Bitten By The Coincidence Hydra AGAIN -
But first, I would like to return to that prolific purveyor of purulent pulp, Mister Guy N. Smith, who hasn't had the grace to kick the bucket and make the world of books a better place for it.  He's still at it, and he's eighty years old.
     Anyway, if you recall, his oeuvre is utter schlock delivered with regularity, being mostly horror.  He is rather - er - utilitarian in his use of titles, but this list will give you an idea of his back-catalogue:  Werewolf By Moonlight; Doomflight; Abomination; The Festering; Badger Island; Maneater; Nightspawn - you get the idea.
Image result for guy n. smith nightspawn
The spawn - of NIGHT!!
     However, our awesome author has a rather broader hobby base than you might imagine, and he had a regular career writing for shooting magazines, as well as publishing some non-fiction books that have nothing to do with depraved slug-zombie cannibal priests, such as the below: 
Image result for guy n. smith gamekeeping and shooting for amateurs
The very same chap
     He is also a big fan of smoking, especially pipe smoking, and is indeed keen on tobacco in any form.  Art?
Image result for guy n. smith tobacco
Guy pondering dark thoughts.
     Wiki even states that he was he was British Pipe Smoking Champion in 2003, an award that Your Humble Scribe is rather uncertain about, since it implies you smoke yourself into a nicotine coma against other people who only black out temporarily.  Or something.  Tobacco a closed book to Conrad.  Art?
Image result for guy n. smith pipe smoking championship
I bet the ceiling is yellow!
     Whilst still on the theme of Horror, I came across another illustration on the Abebooks "Retro Monsters" feature that brought back memories, I can tell you.  Art?
In real life, you could see the fingerprints
     I dunno.  The sculptor spent as long as three or four minutes making that farrago, and as I said, you could see their fingerprints in the clay.  Not only that, the Thing had red eyes <heavy sigh>.  Okay, the novella is actually called "Who Goes There?"
     Then, what do I find at random whilst looking for - well, someThing, but an article on John Campbell's original draft for WGT.  Art?
Image result for frozen hell
Hay Pesto!
     It seems that JWC wrote a much longer story than WGT, about 140 pages long, which was simply unacceptable in length for the sci-fi magazines of the time.  He set to and trimmed the story down into the change-of-underwear story we have today, whilst leaving an MSS of the original, which lay undiscovered in Harvard Library for decades.  Only within the last year did an archivist, pursuing some hints in JWC's letters, ferret out "Frozen Hell" and you can now buy the story which the author would have liked to have been the one published.
     Of course, this find has given some impetus to those who are considering whether the world needs an adaptation of the original manuscript ...
Image result for macready flamethrower
"Mac sought to destroy the recently-discovered manuscript -"
     Well, yeah, I'd get RJ's opinion first, he can be a bit hot-tempered*.

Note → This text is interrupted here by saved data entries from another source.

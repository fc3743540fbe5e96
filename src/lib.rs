pub mod config;
pub mod models;
pub mod observability;
pub mod repositories;
pub mod services;

pub use config::{Config, ConfigError};
pub use models::{Cart, CartError, CartItem, CartResult, Product, ProductId, StockRecord};
pub use observability::{init_observability, Metrics};
pub use services::{CartStore, Notifier, CART_STORAGE_KEY};
#![allow(dead_code)]

use std::collections::HashMap;
use std::path::PathBuf;
use std::sync::{Arc, Mutex};
use std::time::Duration;

use axum::{
    extract::{Path, State},
    http::StatusCode,
    response::{IntoResponse, Json, Response},
    routing::get,
    Router,
};
use rocketshoes_cart::{
    repositories::{FileStore, HttpStorefrontApi},
    CartStore, Notifier,
};
use serde_json::{json, Value};
use tempfile::TempDir;
use tokio::net::TcpListener;

/// Collects notifications so tests can assert on them
#[derive(Default)]
pub struct RecordingNotifier {
    messages: Mutex<Vec<String>>,
}

impl RecordingNotifier {
    pub fn messages(&self) -> Vec<String> {
        self.messages.lock().unwrap().clone()
    }
}

impl Notifier for RecordingNotifier {
    fn notify(&self, message: &str) {
        self.messages.lock().unwrap().push(message.to_string());
    }
}

#[derive(Clone, Default)]
struct StorefrontState {
    products: Arc<Mutex<HashMap<u64, Value>>>,
    stock: Arc<Mutex<HashMap<u64, u32>>>,
}

pub struct TestEnvironment {
    pub base_url: String,
    pub storage_path: PathBuf,
    state: StorefrontState,
    _storage_dir: TempDir,
}

// Mock handlers for the storefront API
async fn mock_get_product(
    Path(product_id): Path<u64>,
    State(state): State<StorefrontState>,
) -> Response {
    let products = state.products.lock().unwrap();
    match products.get(&product_id) {
        Some(product) => Json(product.clone()).into_response(),
        None => (StatusCode::NOT_FOUND, Json(json!({}))).into_response(),
    }
}

async fn mock_get_stock(
    Path(product_id): Path<u64>,
    State(state): State<StorefrontState>,
) -> Response {
    let stock = state.stock.lock().unwrap();
    match stock.get(&product_id) {
        Some(amount) => Json(json!({ "id": product_id, "amount": amount })).into_response(),
        None => (StatusCode::NOT_FOUND, Json(json!({}))).into_response(),
    }
}

fn create_mock_app(state: StorefrontState) -> Router {
    Router::new()
        .route("/products/:id", get(mock_get_product))
        .route("/stock/:id", get(mock_get_stock))
        .with_state(state)
}

fn seed(state: &StorefrontState) {
    let catalog = [
        (1, "Tênis de Caminhada Leve Confortável", 179.9, 3),
        (2, "Tênis VR Caminhada Confortável Detalhes Couro Masculino", 139.9, 5),
        (3, "Tênis Adidas Duramo Lite 2.0", 219.9, 2),
        (4, "Tênis Adidas Duramo Lite 2.0", 219.9, 1),
        (5, "Tênis VR Caminhada Confortável Detalhes Couro Masculino", 139.9, 5),
        (6, "Tênis Adidas Duramo Lite 2.0", 219.9, 10),
        (7, "Tênis Esgotado", 99.9, 0),
    ];

    let mut products = state.products.lock().unwrap();
    let mut stock = state.stock.lock().unwrap();
    for (id, title, price, amount) in catalog {
        products.insert(
            id,
            json!({
                "id": id,
                "title": title,
                "price": price,
                "image": format!("https://rocketseat-cdn.s3-sa-east-1.amazonaws.com/modulo-redux/tenis{}.jpg", id),
            }),
        );
        stock.insert(id, amount);
    }
}

impl TestEnvironment {
    pub async fn new() -> Self {
        let state = StorefrontState::default();
        seed(&state);

        let app = create_mock_app(state.clone());

        // Start server
        let listener = TcpListener::bind("127.0.0.1:0")
            .await
            .expect("Failed to bind listener");
        let addr = listener.local_addr().expect("Failed to get local address");
        let base_url = format!("http://{}", addr);

        tokio::spawn(async move {
            axum::serve(listener, app)
                .await
                .expect("Failed to serve app");
        });

        let storage_dir = tempfile::tempdir().expect("Failed to create storage dir");
        let storage_path = storage_dir.path().join("storage.json");

        Self {
            base_url,
            storage_path,
            state,
            _storage_dir: storage_dir,
        }
    }

    /// Open a cart store against the mock API and this environment's storage file
    pub fn open_store(&self) -> (CartStore, Arc<RecordingNotifier>) {
        let api = Arc::new(
            HttpStorefrontApi::new(self.base_url.clone(), Duration::from_secs(5))
                .expect("Failed to build API client"),
        );
        let storage = Arc::new(FileStore::new(self.storage_path.clone()));
        let notifier = Arc::new(RecordingNotifier::default());

        let store = CartStore::open(api.clone(), api, storage, notifier.clone())
            .expect("Failed to open cart store");

        (store, notifier)
    }

    pub fn set_stock(&self, product_id: u64, amount: u32) {
        self.state.stock.lock().unwrap().insert(product_id, amount);
    }

    pub fn insert_product(&self, product: Value, amount: u32) {
        let id = product["id"].as_u64().expect("product id");
        self.state.products.lock().unwrap().insert(id, product);
        self.state.stock.lock().unwrap().insert(id, amount);
    }
}
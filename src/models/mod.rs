// Re-export all model types
pub use self::cart::*;
pub use self::errors::*;
pub use self::product::*;

mod cart;
mod errors;
mod product;
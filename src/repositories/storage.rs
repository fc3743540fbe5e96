use std::collections::{BTreeMap, HashMap};
use std::fs;
use std::io::ErrorKind;
use std::path::{Path, PathBuf};
use std::sync::{Mutex, RwLock};
use tracing::{debug, instrument};

use crate::models::StorageResult;

/// Synchronous string key-value storage that outlives the process
///
/// Writes overwrite the whole value stored under a key.
pub trait PersistedStore: Send + Sync {
    fn read(&self, key: &str) -> StorageResult<Option<String>>;

    fn write(&self, key: &str, value: &str) -> StorageResult<()>;
}

/// Key-value store kept in a single JSON object on disk
pub struct FileStore {
    path: PathBuf,
    write_lock: Mutex<()>,
}

impl FileStore {
    pub fn new(path: impl Into<PathBuf>) -> Self {
        Self {
            path: path.into(),
            write_lock: Mutex::new(()),
        }
    }

    pub fn path(&self) -> &Path {
        &self.path
    }

    fn load(&self) -> StorageResult<BTreeMap<String, String>> {
        match fs::read_to_string(&self.path) {
            Ok(contents) if contents.trim().is_empty() => Ok(BTreeMap::new()),
            Ok(contents) => Ok(serde_json::from_str(&contents)?),
            Err(e) if e.kind() == ErrorKind::NotFound => Ok(BTreeMap::new()),
            Err(e) => Err(e.into()),
        }
    }
}

impl PersistedStore for FileStore {
    #[instrument(skip(self), fields(path = %self.path.display()))]
    fn read(&self, key: &str) -> StorageResult<Option<String>> {
        let mut entries = self.load()?;
        Ok(entries.remove(key))
    }

    #[instrument(skip(self, value), fields(path = %self.path.display(), bytes = value.len()))]
    fn write(&self, key: &str, value: &str) -> StorageResult<()> {
        let _guard = self.write_lock.lock().unwrap_or_else(|e| e.into_inner());

        let mut entries = self.load()?;
        entries.insert(key.to_string(), value.to_string());

        if let Some(parent) = self.path.parent() {
            if !parent.as_os_str().is_empty() {
                fs::create_dir_all(parent)?;
            }
        }

        // Replace the file atomically so a crash never leaves half a blob behind
        let tmp_path = self.path.with_extension("tmp");
        fs::write(&tmp_path, serde_json::to_vec_pretty(&entries)?)?;
        fs::rename(&tmp_path, &self.path)?;

        debug!("Persisted value");
        Ok(())
    }
}

/// Process-local store, useful for tests and throwaway sessions
#[derive(Default)]
pub struct InMemoryStore {
    entries: RwLock<HashMap<String, String>>,
}

impl InMemoryStore {
    pub fn new() -> Self {
        Self::default()
    }

    /// Create a store pre-populated with a single entry
    pub fn with_entry(key: &str, value: &str) -> Self {
        let store = Self::new();
        store
            .entries
            .write()
            .unwrap_or_else(|e| e.into_inner())
            .insert(key.to_string(), value.to_string());
        store
    }

    pub fn get(&self, key: &str) -> Option<String> {
        self.entries
            .read()
            .unwrap_or_else(|e| e.into_inner())
            .get(key)
            .cloned()
    }
}

impl PersistedStore for InMemoryStore {
    fn read(&self, key: &str) -> StorageResult<Option<String>> {
        Ok(self.get(key))
    }

    fn write(&self, key: &str, value: &str) -> StorageResult<()> {
        self.entries
            .write()
            .unwrap_or_else(|e| e.into_inner())
            .insert(key.to_string(), value.to_string());
        Ok(())
    }
}
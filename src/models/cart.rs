use rust_decimal::Decimal;
use serde::{Deserialize, Serialize};

use super::{Product, ProductId};

/// Ordered list of products a shopper intends to buy
///
/// Product ids are unique within a cart and items keep their insertion
/// order. Serialises as a plain JSON array of items.
#[derive(Debug, Clone, Default, PartialEq, Serialize, Deserialize)]
#[serde(transparent)]
pub struct Cart {
    items: Vec<CartItem>,
}

/// A product in the cart together with the requested amount
#[derive(Debug, Clone, PartialEq, Serialize, Deserialize)]
pub struct CartItem {
    #[serde(flatten)]
    pub product: Product,
    pub amount: u32,
}

/// Totals for displaying the cart
#[derive(Debug, Clone, PartialEq, Serialize, Deserialize)]
pub struct CartSummary {
    pub lines: Vec<CartLine>,
    pub distinct_products: usize,
    pub total_units: u64,
    pub total_price: Decimal,
}

/// One row of a cart summary
#[derive(Debug, Clone, PartialEq, Serialize, Deserialize)]
pub struct CartLine {
    pub product_id: ProductId,
    pub title: String,
    pub amount: u32,
    pub unit_price: Decimal,
    pub subtotal: Decimal,
}

impl Cart {
    /// Create a new empty cart
    pub fn new() -> Self {
        Self::default()
    }

    /// Build a cart from persisted items
    ///
    /// Items with a zero amount and later duplicates of an id are dropped.
    pub fn from_items(items: Vec<CartItem>) -> Self {
        let mut cart = Self::new();
        for item in items {
            if item.amount > 0 && !cart.contains_item(item.id()) {
                cart.items.push(item);
            }
        }
        cart
    }

    pub fn items(&self) -> &[CartItem] {
        &self.items
    }

    pub fn into_items(self) -> Vec<CartItem> {
        self.items
    }

    /// Append a product with the given amount
    ///
    /// Returns false without touching the cart if the product is already present.
    pub fn push_item(&mut self, product: Product, amount: u32) -> bool {
        if self.contains_item(product.id) {
            return false;
        }
        self.items.push(CartItem::new(product, amount));
        true
    }

    /// Replace the amount of an item in place, keeping its position
    pub fn set_amount(&mut self, product_id: ProductId, amount: u32) -> bool {
        match self.items.iter_mut().find(|item| item.id() == product_id) {
            Some(item) => {
                item.amount = amount;
                true
            }
            None => false,
        }
    }

    /// Remove an item from the cart
    pub fn remove_item(&mut self, product_id: ProductId) -> bool {
        let original_len = self.items.len();
        self.items.retain(|item| item.id() != product_id);
        self.items.len() != original_len
    }

    /// Get a specific item from the cart
    pub fn get_item(&self, product_id: ProductId) -> Option<&CartItem> {
        self.items.iter().find(|item| item.id() == product_id)
    }

    /// Check if a specific product is in the cart
    pub fn contains_item(&self, product_id: ProductId) -> bool {
        self.items.iter().any(|item| item.id() == product_id)
    }

    /// Get the amount of a specific product in the cart, 0 when absent
    pub fn get_item_amount(&self, product_id: ProductId) -> u32 {
        self.get_item(product_id).map(|item| item.amount).unwrap_or(0)
    }

    pub fn len(&self) -> usize {
        self.items.len()
    }

    pub fn is_empty(&self) -> bool {
        self.items.is_empty()
    }

    /// Get the total number of units in the cart
    pub fn total_units(&self) -> u64 {
        self.items.iter().map(|item| u64::from(item.amount)).sum()
    }

    /// Get the total price of all items in the cart
    pub fn total_price(&self) -> Decimal {
        self.items.iter().map(CartItem::subtotal).sum()
    }

    pub fn summary(&self) -> CartSummary {
        let lines = self
            .items
            .iter()
            .map(|item| CartLine {
                product_id: item.id(),
                title: item.product.title.clone(),
                amount: item.amount,
                unit_price: item.product.price,
                subtotal: item.subtotal(),
            })
            .collect();

        CartSummary {
            lines,
            distinct_products: self.len(),
            total_units: self.total_units(),
            total_price: self.total_price(),
        }
    }
}

impl CartItem {
    /// Create a new cart item
    ///
    /// A stray `amount` key in the product metadata is discarded so the
    /// serialised item carries a single amount.
    pub fn new(mut product: Product, amount: u32) -> Self {
        product.metadata.remove("amount");
        Self { product, amount }
    }

    pub fn id(&self) -> ProductId {
        self.product.id
    }

    /// Get the total price for this item (price * amount)
    pub fn subtotal(&self) -> Decimal {
        self.product.price * Decimal::from(self.amount)
    }
}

     Wowsers, that was a long Intro.  Motley, shall we put on a deerstalker, fire up the Meerschaum and go bag a brace or two of pheasants**?

Working From Home
My still coyly-anonymous yet enormous employer has sent all of us office minions off to work from home, tra-la.  So last night's walk home from the Dark Tower through the Arndale was the last trip for a while.  It was practically empty compared to the usual footfall on a weekday at 17:10, rather eerie in fact, with several shops closed thanks to corporate decisions.

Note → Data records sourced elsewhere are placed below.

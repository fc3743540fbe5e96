use thiserror::Error;

use super::ProductId;

/// Failures of a cart operation
///
/// Every variant leaves the cart exactly as it was before the call.
#[derive(Debug, Error)]
pub enum CartError {
    #[error("Out of stock: product_id={product_id}, requested={requested}, available={available}")]
    OutOfStock {
        product_id: ProductId,
        requested: u32,
        available: u32,
    },

    #[error("Product not in cart: {product_id}")]
    NotFound { product_id: ProductId },

    #[error("Lookup failed for product {product_id}: {source}")]
    LookupFailure {
        product_id: ProductId,
        #[source]
        source: LookupError,
    },

    #[error("Invalid request: product_id={product_id}, amount={amount}")]
    InvalidRequest { product_id: ProductId, amount: u32 },

    #[error("Storage error: {source}")]
    Storage {
        #[from]
        source: StorageError,
    },
}

/// Failures talking to the product catalog or the stock service
#[derive(Debug, Error)]
pub enum LookupError {
    #[error("Request failed: {message}")]
    Request { message: String },

    #[error("Resource not found: {resource}")]
    NotFound { resource: String },

    #[error("Unexpected status {status} from {resource}")]
    Status { resource: String, status: u16 },

    #[error("Invalid response body: {message}")]
    Decode { message: String },
}

/// Failures reading or writing the persisted key-value store
#[derive(Debug, Error)]
pub enum StorageError {
    #[error("Storage I/O error: {source}")]
    Io {
        #[from]
        source: std::io::Error,
    },

    #[error("Serialization error: {source}")]
    Serialization {
        #[from]
        source: serde_json::Error,
    },
}

impl CartError {
    /// Short label used for metrics and log fields
    pub fn kind(&self) -> &'static str {
        match self {
            CartError::OutOfStock { .. } => "out_of_stock",
            CartError::NotFound { .. } => "not_found",
            CartError::LookupFailure { .. } => "lookup_failure",
            CartError::InvalidRequest { .. } => "invalid_request",
            CartError::Storage { .. } => "storage",
        }
    }

    pub(crate) fn lookup(product_id: ProductId, source: LookupError) -> Self {
        CartError::LookupFailure { product_id, source }
    }
}

/// Result type alias for cart operations
pub type CartResult<T> = Result<T, CartError>;

/// Result type alias for catalog and stock lookups
pub type LookupResult<T> = Result<T, LookupError>;

/// Result type alias for persisted store access
pub type StorageResult<T> = Result<T, StorageError>;
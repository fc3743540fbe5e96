use proptest::prelude::*;
use rocketshoes_cart::models::{Cart, CartItem, Product, StockRecord};
use rust_decimal::Decimal;
use std::collections::HashSet;

// Property-based test strategies
prop_compose! {
    fn arb_price()(cents in 1u32..100000) -> Decimal {
        Decimal::from_parts(cents, 0, 0, false, 2)
    }
}

prop_compose! {
    fn arb_amount()(amount in 1u32..100) -> u32 {
        amount
    }
}

prop_compose! {
    fn arb_product(id: u64)(
        title in "[a-zA-Z0-9 ]{3,40}",
        price in arb_price(),
    ) -> Product {
        Product::new(id, title, price, format!("https://cdn.test/{}.jpg", id))
    }
}

prop_compose! {
    fn arb_item(id: u64)(product in arb_product(id), amount in arb_amount()) -> CartItem {
        CartItem::new(product, amount)
    }
}

/// Carts with 1..8 distinct products, in random order
fn arb_cart() -> impl Strategy<Value = Cart> {
    prop::collection::hash_set(1u64..500, 1..8)
        .prop_flat_map(|ids| {
            let items: Vec<_> = ids.into_iter().map(arb_item).collect();
            items
        })
        .prop_map(Cart::from_items)
}

proptest! {
    #[test]
    fn test_removing_keeps_order_of_remaining_items(
        (cart, index) in arb_cart().prop_flat_map(|cart| {
            let len = cart.len();
            (Just(cart), 0..len)
        })
    ) {
        let target = cart.items()[index].id();
        let expected: Vec<_> = cart
            .items()
            .iter()
            .filter(|item| item.id() != target)
            .cloned()
            .collect();

        let mut updated = cart.clone();
        prop_assert!(updated.remove_item(target));
        prop_assert_eq!(updated.items(), expected.as_slice());
        prop_assert!(!updated.remove_item(target));
    }

    #[test]
    fn test_setting_amount_touches_only_that_item(
        (cart, index) in arb_cart().prop_flat_map(|cart| {
            let len = cart.len();
            (Just(cart), 0..len)
        }),
        amount in arb_amount(),
    ) {
        let target = cart.items()[index].id();

        let mut updated = cart.clone();
        prop_assert!(updated.set_amount(target, amount));

        prop_assert_eq!(updated.len(), cart.len());
        for (before, after) in cart.items().iter().zip(updated.items()) {
            prop_assert_eq!(before.id(), after.id());
            prop_assert_eq!(&before.product, &after.product);
            if before.id() == target {
                prop_assert_eq!(after.amount, amount);
            } else {
                prop_assert_eq!(after.amount, before.amount);
            }
        }
    }

    #[test]
    fn test_persisted_blob_restores_the_same_cart(cart in arb_cart()) {
        let blob = serde_json::to_string(&cart).unwrap();
        let restored: Cart = serde_json::from_str(&blob).unwrap();

        prop_assert_eq!(restored, cart);
    }

    #[test]
    fn test_from_items_keeps_first_of_each_product(
        ids in prop::collection::vec(1u64..20, 0..30),
        amounts in prop::collection::vec(0u32..5, 30),
    ) {
        let items: Vec<CartItem> = ids
            .iter()
            .zip(&amounts)
            .map(|(id, amount)| {
                CartItem::new(Product::new(*id, "Tênis", Decimal::ONE, ""), *amount)
            })
            .collect();

        let cart = Cart::from_items(items.clone());

        let mut seen = HashSet::new();
        let expected: Vec<u64> = items
            .iter()
            .filter(|item| item.amount > 0)
            .filter(|item| seen.insert(item.id()))
            .map(|item| item.id())
            .collect();
        let actual: Vec<u64> = cart.items().iter().map(|item| item.id()).collect();

        prop_assert_eq!(actual, expected);
        prop_assert!(cart.items().iter().all(|item| item.amount >= 1));
    }

    #[test]
    fn test_totals_match_items(cart in arb_cart()) {
        let units: u64 = cart.items().iter().map(|item| u64::from(item.amount)).sum();
        let price: Decimal = cart
            .items()
            .iter()
            .map(|item| item.product.price * Decimal::from(item.amount))
            .sum();

        prop_assert_eq!(cart.total_units(), units);
        prop_assert_eq!(cart.total_price(), price);

        let summary = cart.summary();
        prop_assert_eq!(summary.distinct_products, cart.len());
        prop_assert_eq!(summary.total_price, price);
    }

    #[test]
    fn test_stock_covers_exactly_up_to_amount(stock in 0u32..100, requested in 0u32..200) {
        let record = StockRecord::new(1, stock);

        prop_assert_eq!(record.covers(requested), requested <= stock);
        prop_assert_eq!(record.is_available(), stock > 0);
    }
}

Image result for deserted manchester
The beating heart of a great metropo - O.
     This is great for Your Humble Scribe, as I don't have to now spend 3 hours travelling by bus into Gomorrah-on-the-Irwell, with all the attendant risks of hacking passengers and squealing little reptiles whose parents cannot control them.
Image result for first  bus broken down
How to make First bus run efficiently!
     Of course some things are constant: the First 409 out of Oldham Bus Station was late. Really, these people would be late for Armaggedon.

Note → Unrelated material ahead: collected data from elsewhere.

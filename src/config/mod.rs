use serde::de::DeserializeOwned;
use serde::Deserialize;
use std::path::PathBuf;
use std::time::Duration;
use thiserror::Error;
use tracing::{debug, info};

/// Prefix of the environment variables read by [`Config::from_env`]
pub const ENV_PREFIX: &str = "CART";

#[derive(Debug, Error)]
pub enum ConfigError {
    #[error("Configuration loading error: {message}")]
    LoadError { message: String },

    #[error("Validation error: {message}")]
    ValidationError { message: String },
}

#[derive(Debug, Clone)]
pub struct Config {
    pub api: ApiConfig,
    pub storage: StorageConfig,
    pub observability: ObservabilityConfig,
}

#[derive(Debug, Clone, Deserialize)]
pub struct ApiConfig {
    #[serde(default = "default_api_base_url")]
    pub api_base_url: String,
    #[serde(default = "default_timeout")]
    pub request_timeout_seconds: u64,
}

#[derive(Debug, Clone, Deserialize)]
pub struct StorageConfig {
    #[serde(default = "default_storage_path")]
    pub storage_path: PathBuf,
}

#[derive(Debug, Clone, Deserialize)]
pub struct ObservabilityConfig {
    #[serde(default = "default_service_name")]
    pub service_name: String,
    #[serde(default = "default_log_level")]
    pub log_level: String,
    #[serde(default)]
    pub enable_json_logging: bool,
}

impl Config {
    /// Load configuration from `CART_*` environment variables
    pub fn from_env() -> Result<Self, ConfigError> {
        Self::from_prefix(ENV_PREFIX)
    }

    /// Load configuration from environment variables starting with `prefix`
    pub fn from_prefix(prefix: &str) -> Result<Self, ConfigError> {
        info!("Loading configuration from environment");

        let config = Config {
            api: load_section(prefix, "api")?,
            storage: load_section(prefix, "storage")?,
            observability: load_section(prefix, "observability")?,
        };

        config.validate()?;

        debug!("Configuration: {:?}", config);
        Ok(config)
    }

    /// Apply command line overrides on top of the environment
    pub fn with_overrides(
        mut self,
        api_base_url: Option<String>,
        storage_path: Option<PathBuf>,
    ) -> Result<Self, ConfigError> {
        if let Some(url) = api_base_url {
            self.api.api_base_url = url;
        }
        if let Some(path) = storage_path {
            self.storage.storage_path = path;
        }
        self.validate()?;
        Ok(self)
    }

    fn validate(&self) -> Result<(), ConfigError> {
        let url = &self.api.api_base_url;
        if !(url.starts_with("http://") || url.starts_with("https://")) {
            return Err(ConfigError::ValidationError {
                message: format!("API base URL must be an http(s) URL: '{}'", url),
            });
        }

        if self.api.request_timeout_seconds == 0 {
            return Err(ConfigError::ValidationError {
                message: "Request timeout cannot be 0".to_string(),
            });
        }

        if self.storage.storage_path.as_os_str().is_empty() {
            return Err(ConfigError::ValidationError {
                message: "Storage path cannot be empty".to_string(),
            });
        }

        Ok(())
    }
}

impl ApiConfig {
    pub fn request_timeout(&self) -> Duration {
        Duration::from_secs(self.request_timeout_seconds)
    }
}

fn load_section<T: DeserializeOwned>(prefix: &str, section: &str) -> Result<T, ConfigError> {
    let settings = config::Config::builder()
        .add_source(config::Environment::with_prefix(prefix))
        .build()
        .map_err(|e| ConfigError::LoadError {
            message: format!("Failed to load {} config: {}", section, e),
        })?;

    settings
        .try_deserialize()
        .map_err(|e| ConfigError::LoadError {
            message: format!("Failed to deserialize {} config: {}", section, e),
        })
}

// Default value functions
pub(crate) fn default_api_base_url() -> String {
    "http://localhost:3333".to_string()
}

pub(crate) fn default_timeout() -> u64 {
    10
}

pub(crate) fn default_storage_path() -> PathBuf {
    PathBuf::from(".rocketshoes").join("storage.json")
}

pub(crate) fn default_service_name() -> String {
    "rocketshoes-cart".to_string()
}

pub(crate) fn default_log_level() -> String {
    "warn".to_string()
}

Aunty Beeb Jibes At Scribes
There was a very amusing short article on the BBC's website about generic book cover designs, which actually rang very true.  They posited that, for certain literary genres, there are stereotypical designs that are intended to appeal to the relevant demographic or gender.  Art?
As they say, typical airport potboiler that's three inches thick
     We've all seen ones like this, haven't we?  I remember one of Tom Clancy's as being the worst of this variety - don't worry, I only paid 50p for it at Manchester Dog's Home - because it was, again, three inches thick and could easily have been edited down to two inches if the editor had not been terrified of cropping Tom's purple prose.  Aunty Beeb also showed the examples of life imitating Art?
Man With Back To Audience Walking Moodily Away In Silhouette
     There are other examples, which I think we'll come back to at a later date, because I like to have something in the imagination coffers***.

Finally -
There are those out there who have underestimated the sheer utter deviousness of Perfidious Albion in times of conflict, where, underneath the veneer of Observing The Rules Of Warfare As If It Were A Game Of Cricket, this Sceptred Isle plays with understated treachery, cunning and ruthlessness.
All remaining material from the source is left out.